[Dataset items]
- - -
//! Retention policy evaluation and enforcement, per spec.md §4.5.
//!
//! No teacher analog exists for this component — neither the pageserver
//! nor the safekeeper retain anything on a calendar/redundancy policy, they
//! retain everything until a timeline is explicitly deleted. Built fresh in
//! the teacher's idiom: typed inputs/outputs, `tracing` spans, and the same
//! "compute a plan, then a separate step applies it" shape `wal_archiver`
//! uses (collect candidates, then act).

use std::str::FromStr;

use chrono::{Duration as ChronoDuration, NaiveDateTime, Utc};
use tracing::{info, instrument, warn};

use barman_catalog::{Backup, BackupStatus, Catalog, HookConfig, KeepTarget};
use barman_utils::error::BarmanError;
use barman_utils::lock::LockKind;
use barman_utils::{BackupId, WalSegmentName};

use crate::error::{Error, Result};
use crate::hooks::{self, HookEnv, Phase};

/// A parsed `retention_policy` server setting.
#[derive(Debug, Clone, Copy, PartialEq, Eq)]
pub enum RetentionPolicy {
    Redundancy(usize),
    RecoveryWindow { value: i64, unit: RecoveryWindowUnit },
}

#[derive(Debug, Clone, Copy, PartialEq, Eq)]
pub enum RecoveryWindowUnit {
    Days,
    Weeks,
    Months,
}

#[derive(Debug, Clone, Copy)]
pub struct RetentionPolicyParseError;

impl std::fmt::Display for RetentionPolicyParseError {
    fn fmt(&self, f: &mut std::fmt::Formatter<'_>) -> std::fmt::Result {
        write!(f, "invalid retention_policy syntax, expected \"REDUNDANCY n\" or \"RECOVERY WINDOW OF n {{DAYS|WEEKS|MONTHS}}\"")
    }
}
impl std::error::Error for RetentionPolicyParseError {}

impl FromStr for RetentionPolicy {
    type Err = RetentionPolicyParseError;

    fn from_str(s: &str) -> std::result::Result<Self, Self::Err> {
        let tokens: Vec<&str> = s.split_whitespace().collect();
        match tokens.as_slice() {
            ["REDUNDANCY", n] => {
                let n: usize = n.parse().map_err(|_| RetentionPolicyParseError)?;
                Ok(RetentionPolicy::Redundancy(n))
            }
            ["RECOVERY", "WINDOW", "OF", n, unit] => {
                let value: i64 = n.parse().map_err(|_| RetentionPolicyParseError)?;
                let unit = match unit.to_ascii_uppercase().as_str() {
                    "DAY" | "DAYS" => RecoveryWindowUnit::Days,
                    "WEEK" | "WEEKS" => RecoveryWindowUnit::Weeks,
                    "MONTH" | "MONTHS" => RecoveryWindowUnit::Months,
                    _ => return Err(RetentionPolicyParseError),
                };
                Ok(RetentionPolicy::RecoveryWindow { value, unit })
            }
            _ => Err(RetentionPolicyParseError),
        }
    }
}

impl RetentionPolicy {
    fn window_start(&self, now: NaiveDateTime) -> Option<NaiveDateTime> {
        match *self {
            RetentionPolicy::Redundancy(_) => None,
            RetentionPolicy::RecoveryWindow { value, unit } => {
                let days = match unit {
                    RecoveryWindowUnit::Days => value,
                    RecoveryWindowUnit::Weeks => value * 7,
                    RecoveryWindowUnit::Months => value * 30,
                };
                Some(now - ChronoDuration::days(days))
            }
        }
    }
}

/// Per-backup retention classification, mirroring the `VALID`/`OBSOLETE`
/// labels `barman list-backups` prints alongside each entry.
#[derive(Debug, Clone, Copy, PartialEq, Eq)]
pub enum RetentionStatus {
    Valid,
    Obsolete,
    Keep,
}

#[derive(Debug, Clone)]
pub struct RetentionDecision {
    pub backup_id: BackupId,
    pub status: RetentionStatus,
}

#[derive(Debug, Clone, Default)]
pub struct RetentionPlan {
    pub decisions: Vec<RetentionDecision>,
}

impl RetentionPlan {
    pub fn obsolete_ids(&self) -> Vec<BackupId> {
        self.decisions
            .iter()
            .filter(|d| d.status == RetentionStatus::Obsolete)
            .map(|d| d.backup_id)
            .collect()
    }
}

/// Evaluate `policy` against every DONE backup in the catalog, newest
/// first, honoring `minimum_redundancy` as a floor and `keep` annotations
/// as an override, per spec.md §4.5.
///
/// `keep=full` pins a backup VALID forever and excludes it from the
/// redundancy/window count entirely; `keep=standalone` does the same but
/// additionally forbids treating it as a parent for incremental chains
/// (enforced by the caller, not this function — see spec.md §9, Open
/// Question a).
#[instrument(skip(catalog, keeps), fields(server = %catalog.server))]
pub fn evaluate(
    catalog: &Catalog,
    policy: Option<RetentionPolicy>,
    minimum_redundancy: usize,
    keeps: impl Fn(BackupId) -> Option<KeepTarget>,
    now: NaiveDateTime,
) -> Result<RetentionPlan> {
    let mut backups = catalog.list_backups()?;
    backups.retain(|b| b.status == BackupStatus::Done);
    backups.sort_by_key(|b| std::cmp::Reverse(b.backup_id));

    let mut decisions = Vec::with_capacity(backups.len());
    let mut counted = 0usize;
    let window_start = policy.and_then(|p| p.window_start(now));

    for backup in &backups {
        if let Some(target) = keeps(backup.backup_id) {
            info!(backup_id = %backup.backup_id, ?target, "backup kept by annotation");
            decisions.push(RetentionDecision {
                backup_id: backup.backup_id,
                status: RetentionStatus::Keep,
            });
            continue;
        }

        let is_valid = match policy {
            None => true,
            Some(RetentionPolicy::Redundancy(n)) => counted < n,
            Some(RetentionPolicy::RecoveryWindow { .. }) => {
                let window_start = window_start.expect("recovery window policy always has a start");
                match backup.end_time {
                    Some(end_time) => end_time >= window_start,
                    None => true,
                }
            }
        };
        counted += 1;

        let status = if is_valid || counted <= minimum_redundancy {
            RetentionStatus::Valid
        } else {
            RetentionStatus::Obsolete
        };
        decisions.push(RetentionDecision {
            backup_id: backup.backup_id,
            status,
        });
    }

    enforce_minimum_redundancy(&mut decisions, minimum_redundancy);
    protect_incremental_parents(&mut decisions, &backups);

    Ok(RetentionPlan { decisions })
}

/// No matter what the policy computed, the `minimum_redundancy` most
/// recent DONE backups (excluding `keep`-annotated ones, which don't
/// count towards or against it) are never marked obsolete.
fn enforce_minimum_redundancy(decisions: &mut [RetentionDecision], minimum_redundancy: usize) {
    let mut protected = 0usize;
    for d in decisions.iter_mut() {
        if d.status == RetentionStatus::Keep {
            continue;
        }
        if protected < minimum_redundancy {
            d.status = RetentionStatus::Valid;
            protected += 1;
        }
    }
}

/// A backup that is some other (still VALID) backup's incremental parent
/// can never be deleted out from under it: deleting a parent would orphan
/// the chain. Per DESIGN.md's Open Question (a) decision, a parent whose
/// own retention status would otherwise be OBSOLETE is promoted back to
/// VALID as long as it has a VALID or KEEP descendant.
fn protect_incremental_parents(decisions: &mut [RetentionDecision], backups: &[Backup]) {
    loop {
        let mut changed = false;
        let valid_or_kept: std::collections::HashSet<BackupId> = decisions
            .iter()
            .filter(|d| d.status != RetentionStatus::Obsolete)
            .map(|d| d.backup_id)
            .collect();

        for backup in backups {
            let Some(parent) = backup.parent_backup_id else {
                continue;
            };
            if !valid_or_kept.contains(&backup.backup_id) {
                continue;
            }
            if let Some(parent_decision) = decisions.iter_mut().find(|d| d.backup_id == parent) {
                if parent_decision.status == RetentionStatus::Obsolete {
                    parent_decision.status = RetentionStatus::Valid;
                    changed = true;
                }
            }
        }
        if !changed {
            break;
        }
    }
}

/// Apply a retention plan: delete every OBSOLETE backup's on-disk tree
/// and catalog entry, then remove any WAL segment now older than the
/// oldest remaining backup's `begin_wal` on every timeline (spec.md
/// §4.5's "WAL obsolescence" step). Dispatches `pre_delete_script` /
/// `post_delete_script` around each deletion, per spec.md §4.7 — this is
/// the only place those hooks run for retention-driven deletes; the CLI's
/// manual `delete` command dispatches its own pair around a single id.
#[instrument(skip(catalog, hooks_config, plan), fields(server = %catalog.server))]
pub fn enforce(catalog: &Catalog, hooks_config: &HookConfig, plan: &RetentionPlan) -> Result<Vec<BackupId>> {
    let _lock = catalog.try_lock(LockKind::Delete)?;
    let mut deleted = Vec::new();

    for id in plan.obsolete_ids() {
        let pre_env = HookEnv::new(&catalog.server, Phase::Pre, false).with("BARMAN_BACKUP_ID", id);
        hooks::run_plain(hooks_config.pre_delete_script.as_deref(), Phase::Pre, &pre_env)?;

        let result = catalog.delete_backup(id);

        let status = match &result {
            Ok(()) | Err(BarmanError::NotFound(_)) => "DONE",
            Err(_) => "FAILED",
        };
        let post_env = HookEnv::new(&catalog.server, Phase::Post, false)
            .with("BARMAN_BACKUP_ID", id)
            .with("BARMAN_STATUS", status);
        hooks::run_plain(hooks_config.post_delete_script.as_deref(), Phase::Post, &post_env)?;

        match result {
            Ok(()) => {
                info!(backup_id = %id, "deleted obsolete backup");
                deleted.push(id);
            }
            Err(BarmanError::NotFound(_)) => {
                warn!(backup_id = %id, "obsolete backup already absent, skipping");
            }
            Err(e) => return Err(Error::Catalog(e)),
        }
    }

    prune_obsolete_wals(catalog)?;
    Ok(deleted)
}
- - -
[What is expected]: The word "None" occurs on some lines of the data. Give the number of those lines only.

[Answer to this task]: 3